▸ **Task**
Line count for the string "Clone": give the number of lines in the data below that contain it, and nothing more.

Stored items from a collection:
========

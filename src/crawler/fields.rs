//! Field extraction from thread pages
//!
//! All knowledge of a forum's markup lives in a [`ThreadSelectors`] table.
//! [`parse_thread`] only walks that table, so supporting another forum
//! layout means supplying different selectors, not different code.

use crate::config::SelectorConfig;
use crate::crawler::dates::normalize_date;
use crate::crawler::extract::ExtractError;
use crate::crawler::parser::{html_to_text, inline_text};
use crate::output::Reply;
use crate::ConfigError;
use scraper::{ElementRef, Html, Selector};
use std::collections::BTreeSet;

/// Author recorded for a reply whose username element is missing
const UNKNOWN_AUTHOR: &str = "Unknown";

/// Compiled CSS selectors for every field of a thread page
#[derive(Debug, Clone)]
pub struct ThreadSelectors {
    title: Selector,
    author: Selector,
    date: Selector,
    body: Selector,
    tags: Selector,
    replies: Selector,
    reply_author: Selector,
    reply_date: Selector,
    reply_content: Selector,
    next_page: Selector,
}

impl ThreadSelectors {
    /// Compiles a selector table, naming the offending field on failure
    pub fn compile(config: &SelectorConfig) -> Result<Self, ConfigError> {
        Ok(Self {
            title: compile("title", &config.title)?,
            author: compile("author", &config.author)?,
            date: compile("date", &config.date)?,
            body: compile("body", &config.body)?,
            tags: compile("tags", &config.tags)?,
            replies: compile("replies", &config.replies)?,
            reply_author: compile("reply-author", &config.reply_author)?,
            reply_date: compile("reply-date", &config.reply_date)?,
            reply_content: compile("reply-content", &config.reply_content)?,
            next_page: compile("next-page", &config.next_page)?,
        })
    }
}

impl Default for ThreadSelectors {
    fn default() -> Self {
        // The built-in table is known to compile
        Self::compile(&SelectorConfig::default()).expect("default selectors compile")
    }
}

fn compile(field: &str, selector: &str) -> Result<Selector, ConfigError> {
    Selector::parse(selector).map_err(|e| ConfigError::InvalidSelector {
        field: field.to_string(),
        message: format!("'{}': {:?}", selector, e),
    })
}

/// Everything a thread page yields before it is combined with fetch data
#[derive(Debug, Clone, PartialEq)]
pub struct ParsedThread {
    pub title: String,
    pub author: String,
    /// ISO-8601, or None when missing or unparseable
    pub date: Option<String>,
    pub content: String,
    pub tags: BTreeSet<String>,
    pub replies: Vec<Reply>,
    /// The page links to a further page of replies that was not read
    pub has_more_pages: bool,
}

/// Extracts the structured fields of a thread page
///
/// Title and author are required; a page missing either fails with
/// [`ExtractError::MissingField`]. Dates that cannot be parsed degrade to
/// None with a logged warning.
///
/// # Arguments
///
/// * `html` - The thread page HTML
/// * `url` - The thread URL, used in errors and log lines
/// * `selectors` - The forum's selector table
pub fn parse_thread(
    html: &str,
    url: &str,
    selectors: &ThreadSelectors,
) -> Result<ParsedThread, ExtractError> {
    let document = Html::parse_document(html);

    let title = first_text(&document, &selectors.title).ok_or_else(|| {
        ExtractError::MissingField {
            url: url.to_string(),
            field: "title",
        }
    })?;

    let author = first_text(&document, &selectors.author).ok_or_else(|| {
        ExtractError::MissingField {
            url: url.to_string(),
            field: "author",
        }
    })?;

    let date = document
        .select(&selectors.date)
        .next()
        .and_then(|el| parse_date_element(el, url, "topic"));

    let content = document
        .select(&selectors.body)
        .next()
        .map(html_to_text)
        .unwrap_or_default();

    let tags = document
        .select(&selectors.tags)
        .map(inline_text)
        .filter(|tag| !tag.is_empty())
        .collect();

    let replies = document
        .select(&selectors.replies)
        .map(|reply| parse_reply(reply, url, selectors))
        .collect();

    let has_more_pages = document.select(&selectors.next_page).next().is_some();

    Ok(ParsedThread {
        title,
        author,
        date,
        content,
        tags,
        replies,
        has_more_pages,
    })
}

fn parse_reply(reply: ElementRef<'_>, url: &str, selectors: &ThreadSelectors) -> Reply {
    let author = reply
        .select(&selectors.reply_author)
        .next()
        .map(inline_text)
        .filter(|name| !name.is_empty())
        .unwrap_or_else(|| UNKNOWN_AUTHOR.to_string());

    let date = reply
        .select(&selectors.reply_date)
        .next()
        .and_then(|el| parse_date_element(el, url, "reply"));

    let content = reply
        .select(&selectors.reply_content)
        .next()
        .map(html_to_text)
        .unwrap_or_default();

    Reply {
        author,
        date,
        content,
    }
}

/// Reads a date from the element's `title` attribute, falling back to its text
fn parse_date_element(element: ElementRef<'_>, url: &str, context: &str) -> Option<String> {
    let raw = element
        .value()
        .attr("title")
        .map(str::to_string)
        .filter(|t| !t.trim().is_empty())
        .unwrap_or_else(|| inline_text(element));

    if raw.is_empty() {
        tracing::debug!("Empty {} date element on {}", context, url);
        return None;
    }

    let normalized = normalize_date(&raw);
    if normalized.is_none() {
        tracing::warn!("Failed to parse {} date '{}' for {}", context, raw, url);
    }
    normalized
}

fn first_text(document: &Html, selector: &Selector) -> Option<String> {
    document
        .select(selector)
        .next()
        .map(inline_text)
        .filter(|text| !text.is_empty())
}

========

▸ **Task output**
2